- _WHAT YOU NEED TO DO_: Please return every line below that contains the string "headers".

- _DATA LISTING_:
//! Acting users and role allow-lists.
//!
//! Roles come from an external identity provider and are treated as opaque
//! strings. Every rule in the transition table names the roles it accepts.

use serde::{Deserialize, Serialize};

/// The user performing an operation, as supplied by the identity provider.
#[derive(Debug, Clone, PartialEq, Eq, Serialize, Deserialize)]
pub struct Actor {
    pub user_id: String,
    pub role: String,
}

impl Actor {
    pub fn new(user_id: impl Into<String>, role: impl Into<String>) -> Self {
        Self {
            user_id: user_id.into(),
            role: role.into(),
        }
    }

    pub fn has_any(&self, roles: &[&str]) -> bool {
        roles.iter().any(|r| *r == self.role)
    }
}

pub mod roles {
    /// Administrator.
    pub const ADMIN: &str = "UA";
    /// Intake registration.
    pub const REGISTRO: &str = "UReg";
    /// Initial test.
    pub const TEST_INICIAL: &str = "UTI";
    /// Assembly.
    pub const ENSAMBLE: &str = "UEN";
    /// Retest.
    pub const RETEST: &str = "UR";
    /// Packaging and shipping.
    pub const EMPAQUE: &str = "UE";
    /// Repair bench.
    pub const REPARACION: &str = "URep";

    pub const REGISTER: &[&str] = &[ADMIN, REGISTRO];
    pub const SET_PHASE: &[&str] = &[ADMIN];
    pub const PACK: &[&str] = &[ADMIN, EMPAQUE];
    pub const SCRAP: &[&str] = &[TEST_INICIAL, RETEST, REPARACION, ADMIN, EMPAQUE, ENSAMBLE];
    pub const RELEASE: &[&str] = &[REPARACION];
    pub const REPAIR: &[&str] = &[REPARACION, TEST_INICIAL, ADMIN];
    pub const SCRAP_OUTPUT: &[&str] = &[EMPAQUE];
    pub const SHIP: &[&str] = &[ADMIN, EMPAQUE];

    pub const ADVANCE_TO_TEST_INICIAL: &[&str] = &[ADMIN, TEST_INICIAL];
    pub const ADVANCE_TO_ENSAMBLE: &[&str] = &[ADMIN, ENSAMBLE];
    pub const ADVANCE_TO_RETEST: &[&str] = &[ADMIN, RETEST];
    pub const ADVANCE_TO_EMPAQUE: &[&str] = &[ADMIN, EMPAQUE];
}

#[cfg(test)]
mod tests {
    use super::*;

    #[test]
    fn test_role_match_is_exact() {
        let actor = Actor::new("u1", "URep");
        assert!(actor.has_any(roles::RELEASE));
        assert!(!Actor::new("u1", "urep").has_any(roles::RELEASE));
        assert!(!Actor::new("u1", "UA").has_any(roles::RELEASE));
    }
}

...

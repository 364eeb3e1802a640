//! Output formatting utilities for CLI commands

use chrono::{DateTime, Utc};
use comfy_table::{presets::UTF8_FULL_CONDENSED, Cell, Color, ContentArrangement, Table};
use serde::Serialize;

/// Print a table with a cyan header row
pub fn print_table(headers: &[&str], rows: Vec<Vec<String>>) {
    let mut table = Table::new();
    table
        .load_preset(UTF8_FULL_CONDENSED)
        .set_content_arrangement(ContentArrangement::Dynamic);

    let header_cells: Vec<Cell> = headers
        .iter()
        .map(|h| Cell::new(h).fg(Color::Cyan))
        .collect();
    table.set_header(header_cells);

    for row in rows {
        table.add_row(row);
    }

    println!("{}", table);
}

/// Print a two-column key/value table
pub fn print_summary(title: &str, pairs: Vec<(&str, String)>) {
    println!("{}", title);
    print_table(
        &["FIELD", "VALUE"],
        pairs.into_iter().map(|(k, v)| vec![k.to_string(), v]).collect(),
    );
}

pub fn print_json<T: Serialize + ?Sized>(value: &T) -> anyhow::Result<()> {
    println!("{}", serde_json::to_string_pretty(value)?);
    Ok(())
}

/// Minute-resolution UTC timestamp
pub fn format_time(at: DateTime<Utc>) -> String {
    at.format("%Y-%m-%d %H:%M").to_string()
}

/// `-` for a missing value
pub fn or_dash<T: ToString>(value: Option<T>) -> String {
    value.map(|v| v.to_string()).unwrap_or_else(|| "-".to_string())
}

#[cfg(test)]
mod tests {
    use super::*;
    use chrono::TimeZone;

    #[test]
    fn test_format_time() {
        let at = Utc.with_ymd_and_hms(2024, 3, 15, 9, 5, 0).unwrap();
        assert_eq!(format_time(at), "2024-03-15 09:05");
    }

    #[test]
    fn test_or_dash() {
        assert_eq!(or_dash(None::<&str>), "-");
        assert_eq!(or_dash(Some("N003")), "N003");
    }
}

- _ANSWER FOR THE TASK_:
pub fn print_table(headers: &[&str], rows: Vec<Vec<String>>) {
    let header_cells: Vec<Cell> = headers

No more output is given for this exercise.